MATERIAL FOR THIS EXERCISE —
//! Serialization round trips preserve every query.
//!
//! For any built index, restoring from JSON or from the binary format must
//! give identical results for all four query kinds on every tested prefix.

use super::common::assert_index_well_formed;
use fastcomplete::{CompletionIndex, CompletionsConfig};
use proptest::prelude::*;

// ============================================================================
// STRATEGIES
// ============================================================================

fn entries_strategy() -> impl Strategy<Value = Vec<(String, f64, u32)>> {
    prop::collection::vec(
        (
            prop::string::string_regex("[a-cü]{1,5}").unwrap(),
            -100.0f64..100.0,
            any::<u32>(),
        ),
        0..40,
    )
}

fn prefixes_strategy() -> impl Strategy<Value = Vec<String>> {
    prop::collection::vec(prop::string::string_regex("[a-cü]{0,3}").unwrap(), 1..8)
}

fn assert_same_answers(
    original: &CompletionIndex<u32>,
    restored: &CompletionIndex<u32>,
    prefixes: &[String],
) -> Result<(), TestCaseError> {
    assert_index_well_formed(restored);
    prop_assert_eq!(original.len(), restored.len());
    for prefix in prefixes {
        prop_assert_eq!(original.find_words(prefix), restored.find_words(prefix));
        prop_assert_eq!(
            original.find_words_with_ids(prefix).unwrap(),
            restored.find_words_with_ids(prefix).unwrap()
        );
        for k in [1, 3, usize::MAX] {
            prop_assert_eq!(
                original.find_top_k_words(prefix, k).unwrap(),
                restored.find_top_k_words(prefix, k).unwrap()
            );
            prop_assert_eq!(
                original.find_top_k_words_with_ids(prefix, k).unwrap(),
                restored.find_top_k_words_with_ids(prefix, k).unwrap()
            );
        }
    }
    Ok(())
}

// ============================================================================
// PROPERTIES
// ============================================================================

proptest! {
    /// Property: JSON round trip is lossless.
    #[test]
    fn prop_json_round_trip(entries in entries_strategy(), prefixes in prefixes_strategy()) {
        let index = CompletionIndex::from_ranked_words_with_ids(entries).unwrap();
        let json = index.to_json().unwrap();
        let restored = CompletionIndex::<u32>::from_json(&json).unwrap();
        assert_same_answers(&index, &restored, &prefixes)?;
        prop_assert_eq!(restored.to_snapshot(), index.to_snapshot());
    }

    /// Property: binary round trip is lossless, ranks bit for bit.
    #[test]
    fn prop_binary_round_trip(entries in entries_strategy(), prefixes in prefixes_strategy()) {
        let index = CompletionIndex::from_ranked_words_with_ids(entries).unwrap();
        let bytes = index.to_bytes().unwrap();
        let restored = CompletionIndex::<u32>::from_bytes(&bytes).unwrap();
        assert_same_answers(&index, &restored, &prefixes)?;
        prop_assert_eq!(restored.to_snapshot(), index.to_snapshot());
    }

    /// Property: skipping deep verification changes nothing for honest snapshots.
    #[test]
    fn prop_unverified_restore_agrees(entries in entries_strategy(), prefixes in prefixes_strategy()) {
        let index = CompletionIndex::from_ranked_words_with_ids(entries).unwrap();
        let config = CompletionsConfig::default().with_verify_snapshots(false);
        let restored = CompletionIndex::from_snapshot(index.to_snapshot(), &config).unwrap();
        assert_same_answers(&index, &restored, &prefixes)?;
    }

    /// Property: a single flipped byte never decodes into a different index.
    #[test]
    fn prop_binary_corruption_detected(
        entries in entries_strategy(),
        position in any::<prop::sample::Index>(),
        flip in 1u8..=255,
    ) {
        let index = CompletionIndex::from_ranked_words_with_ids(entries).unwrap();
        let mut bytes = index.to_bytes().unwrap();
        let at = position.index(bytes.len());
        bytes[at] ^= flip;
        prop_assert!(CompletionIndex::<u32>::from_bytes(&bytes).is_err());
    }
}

EXERCISE DETAILS — Please copy out every line shown above, exactly.

SOLUTION —
//! Serialization round trips preserve every query.
//!
//! For any built index, restoring from JSON or from the binary format must
//! give identical results for all four query kinds on every tested prefix.

use super::common::assert_index_well_formed;
use fastcomplete::{CompletionIndex, CompletionsConfig};
use proptest::prelude::*;

// ============================================================================
// STRATEGIES
// ============================================================================

fn entries_strategy() -> impl Strategy<Value = Vec<(String, f64, u32)>> {
    prop::collection::vec(
        (
            prop::string::string_regex("[a-cü]{1,5}").unwrap(),
            -100.0f64..100.0,
            any::<u32>(),
        ),
        0..40,
    )
}

fn prefixes_strategy() -> impl Strategy<Value = Vec<String>> {
    prop::collection::vec(prop::string::string_regex("[a-cü]{0,3}").unwrap(), 1..8)
}

fn assert_same_answers(
    original: &CompletionIndex<u32>,
    restored: &CompletionIndex<u32>,
    prefixes: &[String],
) -> Result<(), TestCaseError> {
    assert_index_well_formed(restored);
    prop_assert_eq!(original.len(), restored.len());
    for prefix in prefixes {
        prop_assert_eq!(original.find_words(prefix), restored.find_words(prefix));
        prop_assert_eq!(
            original.find_words_with_ids(prefix).unwrap(),
            restored.find_words_with_ids(prefix).unwrap()
        );
        for k in [1, 3, usize::MAX] {
            prop_assert_eq!(
                original.find_top_k_words(prefix, k).unwrap(),
                restored.find_top_k_words(prefix, k).unwrap()
            );
            prop_assert_eq!(
                original.find_top_k_words_with_ids(prefix, k).unwrap(),
                restored.find_top_k_words_with_ids(prefix, k).unwrap()
            );
        }
    }
    Ok(())
}

// ============================================================================
// PROPERTIES
// ============================================================================

proptest! {
    /// Property: JSON round trip is lossless.
    #[test]
    fn prop_json_round_trip(entries in entries_strategy(), prefixes in prefixes_strategy()) {
        let index = CompletionIndex::from_ranked_words_with_ids(entries).unwrap();
        let json = index.to_json().unwrap();
        let restored = CompletionIndex::<u32>::from_json(&json).unwrap();
        assert_same_answers(&index, &restored, &prefixes)?;
        prop_assert_eq!(restored.to_snapshot(), index.to_snapshot());
    }

    /// Property: binary round trip is lossless, ranks bit for bit.
    #[test]
    fn prop_binary_round_trip(entries in entries_strategy(), prefixes in prefixes_strategy()) {
        let index = CompletionIndex::from_ranked_words_with_ids(entries).unwrap();
        let bytes = index.to_bytes().unwrap();
        let restored = CompletionIndex::<u32>::from_bytes(&bytes).unwrap();
        assert_same_answers(&index, &restored, &prefixes)?;
        prop_assert_eq!(restored.to_snapshot(), index.to_snapshot());
    }

    /// Property: skipping deep verification changes nothing for honest snapshots.
    #[test]
    fn prop_unverified_restore_agrees(entries in entries_strategy(), prefixes in prefixes_strategy()) {
        let index = CompletionIndex::from_ranked_words_with_ids(entries).unwrap();
        let config = CompletionsConfig::default().with_verify_snapshots(false);
        let restored = CompletionIndex::from_snapshot(index.to_snapshot(), &config).unwrap();
        assert_same_answers(&index, &restored, &prefixes)?;
    }

    /// Property: a single flipped byte never decodes into a different index.
    #[test]
    fn prop_binary_corruption_detected(
        entries in entries_strategy(),
        position in any::<prop::sample::Index>(),
        flip in 1u8..=255,
    ) {
        let index = CompletionIndex::from_ranked_words_with_ids(entries).unwrap();
        let mut bytes = index.to_bytes().unwrap();
        let at = position.index(bytes.len());
        bytes[at] ^= flip;
        prop_assert!(CompletionIndex::<u32>::from_bytes(&bytes).is_err());
    }
}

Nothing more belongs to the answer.